Die beobachteten Zusammenhänge sind nicht notwendigerweise kausal und können auf anderen, in dieser Studie nicht untersuchten Faktoren beruhen. So unterschieden sich die Mütter in der höchsten Expositionsgruppe von denen in den anderen Expositionsgruppen in verschiedenen Faktoren, die im Zusammenhang mit einem erhöhten Risiko für Verhaltensstörungen bei den Nachkommen diskutiert werden wie beispielsweise geringer Sozialstatus, Vorliegen mentaler Störungen, Neurosen oder psychiatrischer Erkrankungen etc. Auch wenn dafür adjustiert wurde, ist nicht auszuschließen, dass ein residuales Confounding verbleibt, das heißt ein verzerrter Risikoschätzer auftritt, wegen ungenügender Berücksichtigung dieser potentiellen Störgrößen. Andere potentielle Confounder, wie psychiatrische Erkrankungen des Vaters oder eine frühere Bleibelastung (zum Beispiel aus dem Trinkwasser) wurden nur in der zweiten Studie bzw. gar nicht erfasst.

Grundsätzlich bleibt unklar, ob Verhaltensauffälligkeiten des Kindes mit der Strahlenbelastung während des Telefonierens oder vielmehr mit der Nutzung des Telefons durch die Mutter zusammenhängen. So wäre es zum Beispiel denkbar, dass sich eine Mutter, die viel telefoniert, insgesamt weniger um ihr Kind kümmert.
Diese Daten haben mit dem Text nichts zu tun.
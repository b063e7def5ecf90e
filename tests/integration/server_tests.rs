//! Integration tests for the HTTP endpoints
//!
//! Requests go straight into the router with `oneshot`; the search endpoint
//! and document hosts are wiremock servers.

mod common;

use axum::body::Body;
use axum::http::{Request, StatusCode};
use common::{create_acquirer, create_test_config, mock_document, mock_search};
use pdf_harvester::acquire::Acquirer;
use pdf_harvester::config::SiteEntry;
use pdf_harvester::server::{create_router, AppState};
use serde_json::{json, Value};
use std::path::Path;
use tempfile::tempdir;
use tower::ServiceExt;
use wiremock::matchers::{method, path};
use wiremock::{Mock, MockServer, ResponseTemplate};

fn app(server: &MockServer, root: &Path) -> axum::Router {
    create_router(AppState::new(create_acquirer(server, root)))
}

async fn post_json(app: axum::Router, uri: &str, body: Value) -> (StatusCode, Value) {
    post_raw(app, uri, body.to_string()).await
}

async fn post_raw(app: axum::Router, uri: &str, body: String) -> (StatusCode, Value) {
    let response = app
        .oneshot(
            Request::builder()
                .method("POST")
                .uri(uri)
                .header("content-type", "application/json")
                .body(Body::from(body))
                .unwrap(),
        )
        .await
        .unwrap();

    let status = response.status();
    let bytes = axum::body::to_bytes(response.into_body(), usize::MAX)
        .await
        .unwrap();
    let value = serde_json::from_slice(&bytes).unwrap_or(Value::Null);
    (status, value)
}

#[tokio::test]
async fn test_health() {
    let server = MockServer::start().await;
    let dir = tempdir().unwrap();

    let response = app(&server, dir.path())
        .oneshot(Request::builder().uri("/health").body(Body::empty()).unwrap())
        .await
        .unwrap();

    assert_eq!(response.status(), StatusCode::OK);
}

#[tokio::test]
async fn test_extract_downloads_and_lists_files() {
    let server = MockServer::start().await;
    let base = server.uri();
    let dir = tempdir().unwrap();

    mock_search(&server, "ocean tides", &[format!("{}/tides.pdf", base)]).await;
    mock_document(&server, "/tides.pdf", b"%PDF").await;

    let (status, body) = post_json(
        app(&server, dir.path()),
        "/api/extract",
        json!({ "query": "ocean tides" }),
    )
    .await;

    assert_eq!(status, StatusCode::OK);
    assert_eq!(body["success"], json!(true));
    assert_eq!(body["files"], json!(["ocean_tides/tides.pdf"]));
    assert_eq!(
        body["message"],
        json!("Successfully downloaded 1 PDFs for \"ocean tides\".")
    );
}

#[tokio::test]
async fn test_extract_without_query_is_bad_request() {
    let server = MockServer::start().await;
    let dir = tempdir().unwrap();

    let (status, body) = post_json(app(&server, dir.path()), "/api/extract", json!({})).await;

    assert_eq!(status, StatusCode::BAD_REQUEST);
    assert_eq!(body, json!({ "error": "Query is required" }));
}

#[tokio::test]
async fn test_extract_upstream_failure_is_server_error() {
    let server = MockServer::start().await;
    let dir = tempdir().unwrap();

    Mock::given(method("GET"))
        .and(path("/search.json"))
        .respond_with(ResponseTemplate::new(502))
        .mount(&server)
        .await;

    let (status, body) = post_json(
        app(&server, dir.path()),
        "/api/extract",
        json!({ "query": "anything" }),
    )
    .await;

    assert_eq!(status, StatusCode::INTERNAL_SERVER_ERROR);
    assert!(body["error"].as_str().unwrap().starts_with("Search failed"));
}

#[tokio::test]
async fn test_scrape_returns_candidates_without_downloading() {
    let server = MockServer::start().await;
    let base = server.uri();
    let dir = tempdir().unwrap();

    Mock::given(method("GET"))
        .and(path("/list"))
        .respond_with(
            ResponseTemplate::new(200).set_body_string(r#"<a href="/files/volcano.pdf">V</a>"#),
        )
        .mount(&server)
        .await;

    let sites = vec![SiteEntry {
        name: "List".to_string(),
        url: format!("{}/list?q=[KEYWORD]", base),
    }];
    let config = create_test_config(&base, dir.path(), sites);
    let app = create_router(AppState::new(Acquirer::from_config(&config, None).unwrap()));

    let (status, body) = post_json(app, "/api/scrape", json!({ "keyword": "volcano" })).await;

    assert_eq!(status, StatusCode::OK);
    assert_eq!(body["success"], json!(true));
    assert_eq!(body["message"], json!("Found 1 potential PDF links."));
    assert_eq!(
        body["results"],
        json!([{
            "url": format!("{}/files/volcano.pdf", base),
            "source": "scraper",
            "filename": "volcano.pdf",
        }])
    );
    assert!(!dir.path().join("volcano").exists());
}

#[tokio::test]
async fn test_scrape_without_keyword_is_bad_request() {
    let server = MockServer::start().await;
    let dir = tempdir().unwrap();

    let (status, body) = post_json(
        app(&server, dir.path()),
        "/api/scrape",
        json!({ "keyword": "" }),
    )
    .await;

    assert_eq!(status, StatusCode::BAD_REQUEST);
    assert_eq!(body, json!({ "error": "Keyword is required" }));
}

#[tokio::test]
async fn test_download_reports_files_and_error_count() {
    let server = MockServer::start().await;
    let base = server.uri();
    let dir = tempdir().unwrap();

    mock_document(&server, "/a.pdf", b"a").await;
    Mock::given(method("GET"))
        .and(path("/missing.pdf"))
        .respond_with(ResponseTemplate::new(404))
        .mount(&server)
        .await;

    let (status, body) = post_json(
        app(&server, dir.path()),
        "/api/download",
        json!({
            "urls": [format!("{}/a.pdf", base), format!("{}/missing.pdf", base)],
            "query": "saved docs",
        }),
    )
    .await;

    assert_eq!(status, StatusCode::OK);
    assert_eq!(body["success"], json!(true));
    assert_eq!(body["files"], json!(["saved_docs/a.pdf"]));
    assert_eq!(body["errorCount"], json!(1));
    assert!(dir.path().join("saved_docs/a.pdf").exists());
}

#[tokio::test]
async fn test_download_validation() {
    let server = MockServer::start().await;
    let dir = tempdir().unwrap();

    let (status, body) = post_json(
        app(&server, dir.path()),
        "/api/download",
        json!({ "urls": [], "query": "x" }),
    )
    .await;
    assert_eq!(status, StatusCode::BAD_REQUEST);
    assert_eq!(body, json!({ "error": "A list of URLs is required" }));

    let (status, body) = post_json(
        app(&server, dir.path()),
        "/api/download",
        json!({ "urls": ["https://example.com/a.pdf"] }),
    )
    .await;
    assert_eq!(status, StatusCode::BAD_REQUEST);
    assert_eq!(body, json!({ "error": "Query/Folder name is required" }));
}

#[tokio::test]
async fn test_bulk_summary_shape() {
    let server = MockServer::start().await;
    let base = server.uri();
    let dir = tempdir().unwrap();

    mock_search(&server, "a", &[format!("{}/a1.pdf", base)]).await;
    mock_search(&server, "b", &[]).await;
    mock_document(&server, "/a1.pdf", b"1").await;

    let (status, body) = post_json(
        app(&server, dir.path()),
        "/api/bulk",
        json!({ "topics": ["a", "b"] }),
    )
    .await;

    assert_eq!(status, StatusCode::OK);
    assert_eq!(body["success"], json!(true));
    assert_eq!(
        body["summary"],
        json!({ "totalTopics": 2, "successCount": 2, "failedCount": 0 })
    );
    assert_eq!(body["allFiles"], json!(["a/a1.pdf"]));
    assert_eq!(body["results"].as_array().unwrap().len(), 2);
    assert_eq!(body["results"][1]["query"], json!("b"));
    assert_eq!(
        body["message"],
        json!("Processed 2 topics. Successfully downloaded PDFs for 2 topics.")
    );
}

#[tokio::test]
async fn test_bulk_with_empty_topics_is_bad_request() {
    let server = MockServer::start().await;
    let dir = tempdir().unwrap();

    Mock::given(method("GET"))
        .respond_with(ResponseTemplate::new(200))
        .expect(0)
        .mount(&server)
        .await;

    let (status, body) = post_json(
        app(&server, dir.path()),
        "/api/bulk",
        json!({ "topics": [] }),
    )
    .await;

    assert_eq!(status, StatusCode::BAD_REQUEST);
    assert_eq!(
        body,
        json!({ "error": "Topics list is required and must be a non-empty array" })
    );
}

#[tokio::test]
async fn test_bulk_with_non_array_topics_is_bad_request() {
    let server = MockServer::start().await;
    let dir = tempdir().unwrap();

    let (status, body) = post_json(
        app(&server, dir.path()),
        "/api/bulk",
        json!({ "topics": "physics" }),
    )
    .await;

    assert_eq!(status, StatusCode::BAD_REQUEST);
    assert_eq!(
        body,
        json!({ "error": "Topics list is required and must be a non-empty array" })
    );
}

#[tokio::test]
async fn test_download_with_non_array_urls_is_bad_request() {
    let server = MockServer::start().await;
    let dir = tempdir().unwrap();

    let (status, body) = post_json(
        app(&server, dir.path()),
        "/api/download",
        json!({ "urls": "https://example.com/a.pdf", "query": "t" }),
    )
    .await;

    assert_eq!(status, StatusCode::BAD_REQUEST);
    assert_eq!(body, json!({ "error": "A list of URLs is required" }));
}

#[tokio::test]
async fn test_extract_with_wrong_query_type_is_bad_request() {
    let server = MockServer::start().await;
    let dir = tempdir().unwrap();

    let (status, body) =
        post_json(app(&server, dir.path()), "/api/extract", json!({ "query": 42 })).await;

    assert_eq!(status, StatusCode::BAD_REQUEST);
    assert_eq!(body, json!({ "error": "Query is required" }));
}

#[tokio::test]
async fn test_non_json_body_is_bad_request() {
    let server = MockServer::start().await;
    let dir = tempdir().unwrap();

    let (status, body) = post_raw(
        app(&server, dir.path()),
        "/api/extract",
        "not json".to_string(),
    )
    .await;
    assert_eq!(status, StatusCode::BAD_REQUEST);
    assert_eq!(body, json!({ "error": "Query is required" }));

    let (status, body) = post_raw(
        app(&server, dir.path()),
        "/api/scrape",
        "{\"keyword\":".to_string(),
    )
    .await;
    assert_eq!(status, StatusCode::BAD_REQUEST);
    assert_eq!(body, json!({ "error": "Keyword is required" }));
}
Diese Hypothese sollte zwar in der zweiten Analyse untersucht werden, aufgrund mangelnder Informationen zur Mutter-Kind-Interaktion war dies aber nicht möglich.

Die spezifische Absorptionsrate (SAR-Wert) – ein Maß für die Exposition durch hochfrequente elektromagnetische Felder – im Fötus durch Handynutzung der Mutter kann anhand von anatomischen Modellen berechnet werden (siehe Cabot et al. 2014). Der Fötus wird durch den Körper der Mutter abgeschirmt und ist immer weniger exponiert als die Mutter. Auch die direkte Exposition der Kinder während des eigenen Telefonierens dürfte gering sein, da die Kinder der Kohorte das Handy relativ selten und nur über einen kurzen Zeitraum nutzten.

Fazit

Die Studie zeigt ein erhöhtes Risiko für Verhaltensauffälligkeiten bei Kindern, die selbst das Handy nutzten, deren Mütter während der Schwangerschaft oder danach mit dem Handy telefonierten oder bei denen beides zutraf. Daraus lassen sich keine abschließenden Schlüsse ziehen, ob die Exposition mit hochfrequenten Feldern als Ursache hierfür zu sehen ist. Eine mögliche Erklärung für die beobachtete Risikoerhöhung könnte Confounding durch nicht berücksichtigte andere Faktoren oder eine Fehlklassifikation von Erkrankung oder Handynutzung sein. Gegen einen Ursache-Wirkungs-Zusammenhang spricht die extrem geringe pränatale Exposition mit hochfrequenten Feldern und die Tatsache, dass es bisher keinen bekannten biologischen Wirkmechanismus gibt, der hierfür eine Erklärung geben könnte.

Bisher wurden kaum Studien zum Gesundheitsrisiko durch Mobilfunk an Kindern durchgeführt. Eine 2008 abgeschlossene Querschnittsstudie zu Befindlichkeitsstörungen durch Mobilfunk bei Kindern und Jugendlichen des Deutschen Mobilfunkforschungsprogramms erbrachte keine Hinweise auf vermehrte Befindlichkeitsstörungen durch Mobilfunk. Bezüglich einiger weniger Fragen zu Verhaltensauffälligkeiten wurden ebenfalls keine signifikant erhöhten Risiken gefunden. Da Kinder durchaus empfindlicher als Erwachsene sein könnten und Kinder von Jugend an die neue Technologie verwenden, sind weitere Studien auf diesem Gebiet zwingend nötig.